Top of Provided material

#![allow(dead_code)]

use std::{
    collections::HashMap,
    sync::Mutex,
    time::Duration,
};

use async_trait::async_trait;
use reqwest::StatusCode;
use serde_json::{Value, json};
use truedisc::{
    spotify::{Category, SpotifyApi, SpotifyError},
    types::{CreatePlaylistRequest, CreatePlaylistResponse, CurrentUser, TimeRange},
};

/// Every request the fake received, in order.
#[derive(Debug, Clone, PartialEq)]
pub enum Call {
    Items {
        category: &'static str,
        limit: u32,
        offset: u32,
        time_range: Option<TimeRange>,
    },
    PlaylistTracks {
        playlist_id: String,
        offset: u32,
    },
    Artists(Vec<String>),
    Recommendations {
        genre: String,
        artist_id: String,
    },
    CurrentUser,
    CreatePlaylist(CreatePlaylistRequest),
    AddTracks(Vec<String>),
}

/// Failure injected on a given request.
#[derive(Debug, Clone, Copy, PartialEq)]
pub enum Fault {
    Unauthorized,
    RateLimited(u64),
    Server,
}

impl Fault {
    fn error(self) -> SpotifyError {
        match self {
            Fault::Unauthorized => SpotifyError::TokenInvalid,
            Fault::RateLimited(secs) => SpotifyError::RateLimited {
                retry_after: Some(Duration::from_secs(secs)),
            },
            Fault::Server => SpotifyError::Status {
                status: StatusCode::INTERNAL_SERVER_ERROR,
                body: "boom".to_string(),
            },
        }
    }
}

/// In-memory Spotify with scripted data and scripted failures.
#[derive(Default)]
pub struct FakeSpotify {
    items: HashMap<(&'static str, Option<TimeRange>), Vec<Value>>,
    playlist_tracks: HashMap<String, Vec<Value>>,
    artists: HashMap<String, Value>,
    recommendations: HashMap<String, Vec<Value>>,
    faults: Mutex<HashMap<usize, Fault>>,
    fail_always: Mutex<Option<Fault>>,
    calls: Mutex<Vec<Call>>,
}

impl FakeSpotify {
    pub fn new() -> Self {
        Self::default()
    }

    /// Items listed for a category and time range; playlists use `None`.
    pub fn with_items(
        mut self,
        category: Category,
        time_range: Option<TimeRange>,
        items: Vec<Value>,
    ) -> Self {
        self.items.insert((category.as_str(), time_range), items);
        self
    }

    pub fn with_playlist_tracks(mut self, playlist_id: &str, items: Vec<Value>) -> Self {
        self.playlist_tracks.insert(playlist_id.to_string(), items);
        self
    }

    pub fn with_artist(mut self, artist: Value) -> Self {
        let id = artist["id"].as_str().unwrap_or_default().to_string();
        self.artists.insert(id, artist);
        self
    }

    /// Tracks recommended whenever `artist_id` is the seed.
    pub fn with_recommendations(mut self, artist_id: &str, tracks: Vec<Value>) -> Self {
        self.recommendations.insert(artist_id.to_string(), tracks);
        self
    }

    /// Fails the `n`-th request (1-based, counted over the whole fake).
    pub fn fail_on(&self, n: usize, fault: Fault) {
        self.faults.lock().unwrap().insert(n, fault);
    }

    pub fn fail_always(&self, fault: Option<Fault>) {
        *self.fail_always.lock().unwrap() = fault;
    }

    pub fn calls(&self) -> Vec<Call> {
        self.calls.lock().unwrap().clone()
    }

    pub fn clear_calls(&self) {
        self.faults.lock().unwrap().clear();
        self.calls.lock().unwrap().clear();
    }

    pub fn call_count(&self) -> usize {
        self.calls.lock().unwrap().len()
    }

    fn record(&self, call: Call) -> Result<(), SpotifyError> {
        let mut calls = self.calls.lock().unwrap();
        calls.push(call);
        let n = calls.len();

        if let Some(fault) = *self.fail_always.lock().unwrap() {
            return Err(fault.error());
        }
        match self.faults.lock().unwrap().remove(&n) {
            Some(fault) => Err(fault.error()),
            None => Ok(()),
        }
    }
}

fn page(items: &[Value], limit: u32, offset: u32) -> Vec<Value> {
    items
        .iter()
        .skip(offset as usize)
        .take(limit as usize)
        .cloned()
        .collect()
}

#[async_trait]
impl SpotifyApi for FakeSpotify {
    async fn items_page(
        &self,
        category: Category,
        limit: u32,
        offset: u32,
        time_range: Option<TimeRange>,
    ) -> Result<Vec<Value>, SpotifyError> {
        self.record(Call::Items {
            category: category.as_str(),
            limit,
            offset,
            time_range,
        })?;
        let key = (category.as_str(), time_range);
        Ok(self
            .items
            .get(&key)
            .map(|items| page(items, limit, offset))
            .unwrap_or_default())
    }

    async fn playlist_tracks_page(
        &self,
        playlist_id: &str,
        limit: u32,
        offset: u32,
    ) -> Result<Vec<Value>, SpotifyError> {
        self.record(Call::PlaylistTracks {
            playlist_id: playlist_id.to_string(),
            offset,
        })?;
        Ok(self
            .playlist_tracks
            .get(playlist_id)
            .map(|items| page(items, limit, offset))
            .unwrap_or_default())
    }

    async fn artists(&self, ids: &[String]) -> Result<Vec<Value>, SpotifyError> {
        self.record(Call::Artists(ids.to_vec()))?;
        Ok(ids
            .iter()
            .filter_map(|id| self.artists.get(id).cloned())
            .collect())
    }

    async fn recommendations(
        &self,
        genre: &str,
        artist_id: &str,
        limit: u32,
    ) -> Result<Vec<Value>, SpotifyError> {
        self.record(Call::Recommendations {
            genre: genre.to_string(),
            artist_id: artist_id.to_string(),
        })?;
        Ok(self
            .recommendations
            .get(artist_id)
            .map(|tracks| page(tracks, limit, 0))
            .unwrap_or_default())
    }

    async fn current_user(&self) -> Result<CurrentUser, SpotifyError> {
        self.record(Call::CurrentUser)?;
        Ok(CurrentUser {
            id: "listener".to_string(),
            display_name: Some("Listener".to_string()),
            href: None,
        })
    }

    async fn create_playlist(
        &self,
        _user_id: &str,
        request: &CreatePlaylistRequest,
    ) -> Result<CreatePlaylistResponse, SpotifyError> {
        self.record(Call::CreatePlaylist(request.clone()))?;
        Ok(CreatePlaylistResponse {
            id: "pl-new".to_string(),
            name: request.name.clone(),
        })
    }

    async fn add_tracks(
        &self,
        _playlist_id: &str,
        uris: &[String],
    ) -> Result<String, SpotifyError> {
        self.record(Call::AddTracks(uris.to_vec()))?;
        Ok("snapshot-1".to_string())
    }
}

pub fn artist(id: &str, name: &str, genres: &[&str]) -> Value {
    json!({ "id": id, "name": name, "genres": genres })
}

pub fn track(id: &str, artist_ids: &[&str]) -> Value {
    let artists: Vec<Value> = artist_ids
        .iter()
        .map(|a| json!({ "id": a, "name": format!("Artist {}", a) }))
        .collect();
    json!({ "id": id, "name": format!("Track {}", id), "uri": format!("spotify:track:{}", id), "artists": artists })
}

pub fn playlist(id: &str, name: &str) -> Value {
    json!({ "id": id, "name": name, "tracks": { "href": null, "total": 0 } })
}

/// Playlist item wrapping a track.
pub fn item(track_id: &str, artist_ids: &[&str]) -> Value {
    json!({ "track": track(track_id, artist_ids) })
}

/// Playlist item of a local file: no track id, artist without id.
pub fn local_item(name: &str) -> Value {
    json!({ "track": { "id": null, "name": name, "artists": [{ "id": null, "name": "Local Artist" }] } })
}

pub fn ids(values: &[&str]) -> Vec<String> {
    values.iter().map(|v| v.to_string()).collect()
}
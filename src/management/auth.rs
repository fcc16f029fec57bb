use std::path::PathBuf;

use chrono::Utc;

use crate::{config, spotify, types::Token, warning};

/// Lifetime assumed for a token handed over through the environment.
const ENV_TOKEN_LIFETIME_SECS: u64 = 3600;

pub struct TokenManager {
    token: Token,
    refreshable: bool,
}

impl TokenManager {
    pub fn new(token: Token) -> Self {
        TokenManager {
            refreshable: !token.refresh_token.is_empty(),
            token,
        }
    }

    /// Loads the cached token, falling back to `SPOTIFY_ACCESS_TOKEN`.
    pub async fn load() -> Result<Self, String> {
        match Self::load_from(&Self::token_path()).await {
            Ok(mgr) => Ok(mgr),
            Err(cache_err) => match config::spotify_access_token() {
                Some(access_token) => Ok(Self::from_access_token(access_token)),
                None => Err(format!(
                    "{}. Store a token in {} or set SPOTIFY_ACCESS_TOKEN",
                    cache_err,
                    Self::token_path().display()
                )),
            },
        }
    }

    pub async fn load_from(path: &PathBuf) -> Result<Self, String> {
        let content = async_fs::read_to_string(path)
            .await
            .map_err(|e| e.to_string())?;
        let token: Token = serde_json::from_str(&content).map_err(|e| e.to_string())?;
        Ok(Self::new(token))
    }

    pub fn from_access_token(access_token: String) -> Self {
        Self {
            token: Token {
                access_token,
                refresh_token: String::new(),
                scope: String::new(),
                expires_in: ENV_TOKEN_LIFETIME_SECS,
                obtained_at: Utc::now().timestamp() as u64,
            },
            refreshable: false,
        }
    }

    pub async fn persist(&self) -> Result<(), String> {
        let path = Self::token_path();
        if let Some(parent) = path.parent() {
            async_fs::create_dir_all(parent)
                .await
                .map_err(|e| e.to_string())?;
        }

        let json = serde_json::to_string_pretty(&self.token).map_err(|e| e.to_string())?;
        async_fs::write(path, json)
            .await
            .map_err(|e| e.to_string())
    }

    /// Returns the access token, refreshing and persisting it first when it is
    /// about to expire. A failed refresh keeps the old token; Spotify will then
    /// answer 401 and the pipeline treats that as an interruption.
    pub async fn get_valid_token(&mut self) -> String {
        if self.refreshable && self.is_expired() {
            match spotify::auth::refresh_token(&self.token.refresh_token).await {
                Ok(new_token) => {
                    self.token = new_token;
                    if let Err(e) = self.persist().await {
                        warning!("Cannot persist refreshed token. Err: {}", e);
                    }
                }
                Err(e) => warning!("Cannot refresh access token. Err: {}", e),
            }
        }

        self.token.access_token.clone()
    }

    pub fn is_expired(&self) -> bool {
        let now = Utc::now().timestamp() as u64;
        now + 240 >= self.token.obtained_at + self.token.expires_in
    }

    fn token_path() -> PathBuf {
        let mut path = config::data_dir();
        path.push("cache/token.json");
        path
    }

    pub fn current_token(&self) -> &Token {
        &self.token
    }
}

Bottom of Provided material

▶ **Problem to work on**
From the entries above, copy out every line where the string "push" appears.

▶ **Response to the exercise**
        calls.push(call);
        path.push("cache/token.json");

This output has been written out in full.